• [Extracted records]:
■ ■ ■ ■
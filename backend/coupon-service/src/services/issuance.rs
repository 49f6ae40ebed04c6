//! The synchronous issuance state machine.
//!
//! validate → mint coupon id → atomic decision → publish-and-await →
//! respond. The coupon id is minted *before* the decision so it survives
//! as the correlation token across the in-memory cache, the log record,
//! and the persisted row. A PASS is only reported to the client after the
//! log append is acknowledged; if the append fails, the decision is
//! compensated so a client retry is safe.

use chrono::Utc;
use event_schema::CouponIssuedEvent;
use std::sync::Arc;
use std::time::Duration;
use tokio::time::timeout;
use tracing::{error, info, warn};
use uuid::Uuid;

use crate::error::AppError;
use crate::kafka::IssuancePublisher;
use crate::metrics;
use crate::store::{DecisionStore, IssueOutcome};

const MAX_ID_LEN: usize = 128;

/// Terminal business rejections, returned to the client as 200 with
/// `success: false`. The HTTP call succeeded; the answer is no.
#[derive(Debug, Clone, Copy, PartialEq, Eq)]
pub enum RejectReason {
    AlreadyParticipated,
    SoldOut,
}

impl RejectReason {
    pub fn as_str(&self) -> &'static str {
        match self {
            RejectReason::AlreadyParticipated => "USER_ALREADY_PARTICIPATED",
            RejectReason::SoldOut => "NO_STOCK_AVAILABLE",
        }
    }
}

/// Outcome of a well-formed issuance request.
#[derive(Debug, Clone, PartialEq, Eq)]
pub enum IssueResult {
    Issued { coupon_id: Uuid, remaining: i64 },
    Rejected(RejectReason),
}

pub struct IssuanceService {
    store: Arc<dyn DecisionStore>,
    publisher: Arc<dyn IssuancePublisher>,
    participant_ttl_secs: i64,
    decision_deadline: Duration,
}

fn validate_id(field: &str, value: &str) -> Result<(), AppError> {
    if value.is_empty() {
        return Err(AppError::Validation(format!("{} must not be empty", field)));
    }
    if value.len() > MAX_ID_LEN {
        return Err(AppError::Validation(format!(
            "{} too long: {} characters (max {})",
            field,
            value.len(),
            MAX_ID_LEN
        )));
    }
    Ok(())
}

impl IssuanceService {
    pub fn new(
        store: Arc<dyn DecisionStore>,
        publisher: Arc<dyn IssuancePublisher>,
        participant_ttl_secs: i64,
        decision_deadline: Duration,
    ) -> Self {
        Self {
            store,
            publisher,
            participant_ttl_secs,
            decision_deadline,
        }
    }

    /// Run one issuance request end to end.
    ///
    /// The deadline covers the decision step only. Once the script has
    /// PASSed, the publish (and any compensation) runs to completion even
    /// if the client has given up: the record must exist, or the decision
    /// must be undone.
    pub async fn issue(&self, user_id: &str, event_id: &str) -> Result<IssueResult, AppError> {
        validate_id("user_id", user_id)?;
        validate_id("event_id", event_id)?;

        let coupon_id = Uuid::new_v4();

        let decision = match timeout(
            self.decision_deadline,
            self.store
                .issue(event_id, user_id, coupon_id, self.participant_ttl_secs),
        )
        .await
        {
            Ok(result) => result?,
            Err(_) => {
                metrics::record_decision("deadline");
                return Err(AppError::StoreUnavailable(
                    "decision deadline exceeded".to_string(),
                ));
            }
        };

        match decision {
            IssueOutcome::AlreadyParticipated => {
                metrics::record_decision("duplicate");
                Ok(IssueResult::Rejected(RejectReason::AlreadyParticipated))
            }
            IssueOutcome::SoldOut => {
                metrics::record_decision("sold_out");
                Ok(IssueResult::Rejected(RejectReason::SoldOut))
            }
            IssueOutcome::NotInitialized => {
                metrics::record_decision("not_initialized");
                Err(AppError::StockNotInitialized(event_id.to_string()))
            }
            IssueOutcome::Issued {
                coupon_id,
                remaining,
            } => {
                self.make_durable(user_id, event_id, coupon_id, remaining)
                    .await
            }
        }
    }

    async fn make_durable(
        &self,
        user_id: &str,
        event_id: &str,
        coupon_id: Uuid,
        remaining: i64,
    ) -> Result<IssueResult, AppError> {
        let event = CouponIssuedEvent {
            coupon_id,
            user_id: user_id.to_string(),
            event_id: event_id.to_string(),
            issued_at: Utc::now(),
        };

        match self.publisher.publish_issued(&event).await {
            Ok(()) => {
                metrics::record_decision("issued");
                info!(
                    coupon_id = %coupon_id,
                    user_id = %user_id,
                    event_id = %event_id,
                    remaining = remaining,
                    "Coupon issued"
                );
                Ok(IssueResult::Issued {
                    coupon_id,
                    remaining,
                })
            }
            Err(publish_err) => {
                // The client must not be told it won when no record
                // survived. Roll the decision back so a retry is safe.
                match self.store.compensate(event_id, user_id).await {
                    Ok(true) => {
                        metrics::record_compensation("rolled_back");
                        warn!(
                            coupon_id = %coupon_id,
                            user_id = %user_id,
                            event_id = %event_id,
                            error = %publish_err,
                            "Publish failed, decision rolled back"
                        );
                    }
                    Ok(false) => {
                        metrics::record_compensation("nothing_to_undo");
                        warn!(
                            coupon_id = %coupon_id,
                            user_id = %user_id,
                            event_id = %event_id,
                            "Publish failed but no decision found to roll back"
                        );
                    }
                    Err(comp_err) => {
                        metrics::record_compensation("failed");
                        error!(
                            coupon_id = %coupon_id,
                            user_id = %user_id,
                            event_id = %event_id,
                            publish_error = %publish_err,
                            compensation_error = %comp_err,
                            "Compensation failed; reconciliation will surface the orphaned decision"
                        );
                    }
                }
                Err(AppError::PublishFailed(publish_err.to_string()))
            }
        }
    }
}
■ ■ ■ ■
• [Exercise instructions]: The records above need to be retyped in full, exactly as they stand.

• [Solution]:
filename backend/coupon-service/src/services/issuance.rs
repository 49f6ae40ebed04c6
//! The synchronous issuance state machine.
//!
//! validate → mint coupon id → atomic decision → publish-and-await →
//! respond. The coupon id is minted *before* the decision so it survives
//! as the correlation token across the in-memory cache, the log record,
//! and the persisted row. A PASS is only reported to the client after the
//! log append is acknowledged; if the append fails, the decision is
//! compensated so a client retry is safe.

use chrono::Utc;
use event_schema::CouponIssuedEvent;
use std::sync::Arc;
use std::time::Duration;
use tokio::time::timeout;
use tracing::{error, info, warn};
use uuid::Uuid;

use crate::error::AppError;
use crate::kafka::IssuancePublisher;
use crate::metrics;
use crate::store::{DecisionStore, IssueOutcome};

const MAX_ID_LEN: usize = 128;

/// Terminal business rejections, returned to the client as 200 with
/// `success: false`. The HTTP call succeeded; the answer is no.
#[derive(Debug, Clone, Copy, PartialEq, Eq)]
pub enum RejectReason {
    AlreadyParticipated,
    SoldOut,
}

impl RejectReason {
    pub fn as_str(&self) -> &'static str {
        match self {
            RejectReason::AlreadyParticipated => "USER_ALREADY_PARTICIPATED",
            RejectReason::SoldOut => "NO_STOCK_AVAILABLE",
        }
    }
}

/// Outcome of a well-formed issuance request.
#[derive(Debug, Clone, PartialEq, Eq)]
pub enum IssueResult {
    Issued { coupon_id: Uuid, remaining: i64 },
    Rejected(RejectReason),
}

pub struct IssuanceService {
    store: Arc<dyn DecisionStore>,
    publisher: Arc<dyn IssuancePublisher>,
    participant_ttl_secs: i64,
    decision_deadline: Duration,
}

fn validate_id(field: &str, value: &str) -> Result<(), AppError> {
    if value.is_empty() {
        return Err(AppError::Validation(format!("{} must not be empty", field)));
    }
    if value.len() > MAX_ID_LEN {
        return Err(AppError::Validation(format!(
            "{} too long: {} characters (max {})",
            field,
            value.len(),
            MAX_ID_LEN
        )));
    }
    Ok(())
}

impl IssuanceService {
    pub fn new(
        store: Arc<dyn DecisionStore>,
        publisher: Arc<dyn IssuancePublisher>,
        participant_ttl_secs: i64,
        decision_deadline: Duration,
    ) -> Self {
        Self {
            store,
            publisher,
            participant_ttl_secs,
            decision_deadline,
        }
    }

    /// Run one issuance request end to end.
    ///
    /// The deadline covers the decision step only. Once the script has
    /// PASSed, the publish (and any compensation) runs to completion even
    /// if the client has given up: the record must exist, or the decision
    /// must be undone.
    pub async fn issue(&self, user_id: &str, event_id: &str) -> Result<IssueResult, AppError> {
        validate_id("user_id", user_id)?;
        validate_id("event_id", event_id)?;

        let coupon_id = Uuid::new_v4();

        let decision = match timeout(
            self.decision_deadline,
            self.store
                .issue(event_id, user_id, coupon_id, self.participant_ttl_secs),
        )
        .await
        {
            Ok(result) => result?,
            Err(_) => {
                metrics::record_decision("deadline");
                return Err(AppError::StoreUnavailable(
                    "decision deadline exceeded".to_string(),
                ));
            }
        };

        match decision {
            IssueOutcome::AlreadyParticipated => {
                metrics::record_decision("duplicate");
                Ok(IssueResult::Rejected(RejectReason::AlreadyParticipated))
            }
            IssueOutcome::SoldOut => {
                metrics::record_decision("sold_out");
                Ok(IssueResult::Rejected(RejectReason::SoldOut))
            }
            IssueOutcome::NotInitialized => {
                metrics::record_decision("not_initialized");
                Err(AppError::StockNotInitialized(event_id.to_string()))
            }
            IssueOutcome::Issued {
                coupon_id,
                remaining,
            } => {
                self.make_durable(user_id, event_id, coupon_id, remaining)
                    .await
            }
        }
    }

    async fn make_durable(
        &self,
        user_id: &str,
        event_id: &str,
        coupon_id: Uuid,
        remaining: i64,
    ) -> Result<IssueResult, AppError> {
        let event = CouponIssuedEvent {
            coupon_id,
            user_id: user_id.to_string(),
            event_id: event_id.to_string(),
            issued_at: Utc::now(),
        };

        match self.publisher.publish_issued(&event).await {
            Ok(()) => {
                metrics::record_decision("issued");
                info!(
                    coupon_id = %coupon_id,
                    user_id = %user_id,
                    event_id = %event_id,
                    remaining = remaining,
                    "Coupon issued"
                );
                Ok(IssueResult::Issued {
                    coupon_id,
                    remaining,
                })
            }
            Err(publish_err) => {
                // The client must not be told it won when no record
                // survived. Roll the decision back so a retry is safe.
                match self.store.compensate(event_id, user_id).await {
                    Ok(true) => {
                        metrics::record_compensation("rolled_back");
                        warn!(
                            coupon_id = %coupon_id,
                            user_id = %user_id,
                            event_id = %event_id,
                            error = %publish_err,
                            "Publish failed, decision rolled back"
                        );
                    }
                    Ok(false) => {
                        metrics::record_compensation("nothing_to_undo");
                        warn!(
                            coupon_id = %coupon_id,
                            user_id = %user_id,
                            event_id = %event_id,
                            "Publish failed but no decision found to roll back"
                        );
                    }
                    Err(comp_err) => {
                        metrics::record_compensation("failed");
                        error!(
                            coupon_id = %coupon_id,
                            user_id = %user_id,
                            event_id = %event_id,
                            publish_error = %publish_err,
                            compensation_error = %comp_err,
                            "Compensation failed; reconciliation will surface the orphaned decision"
                        );
                    }
                }
                Err(AppError::PublishFailed(publish_err.to_string()))
            }
        }
    }
}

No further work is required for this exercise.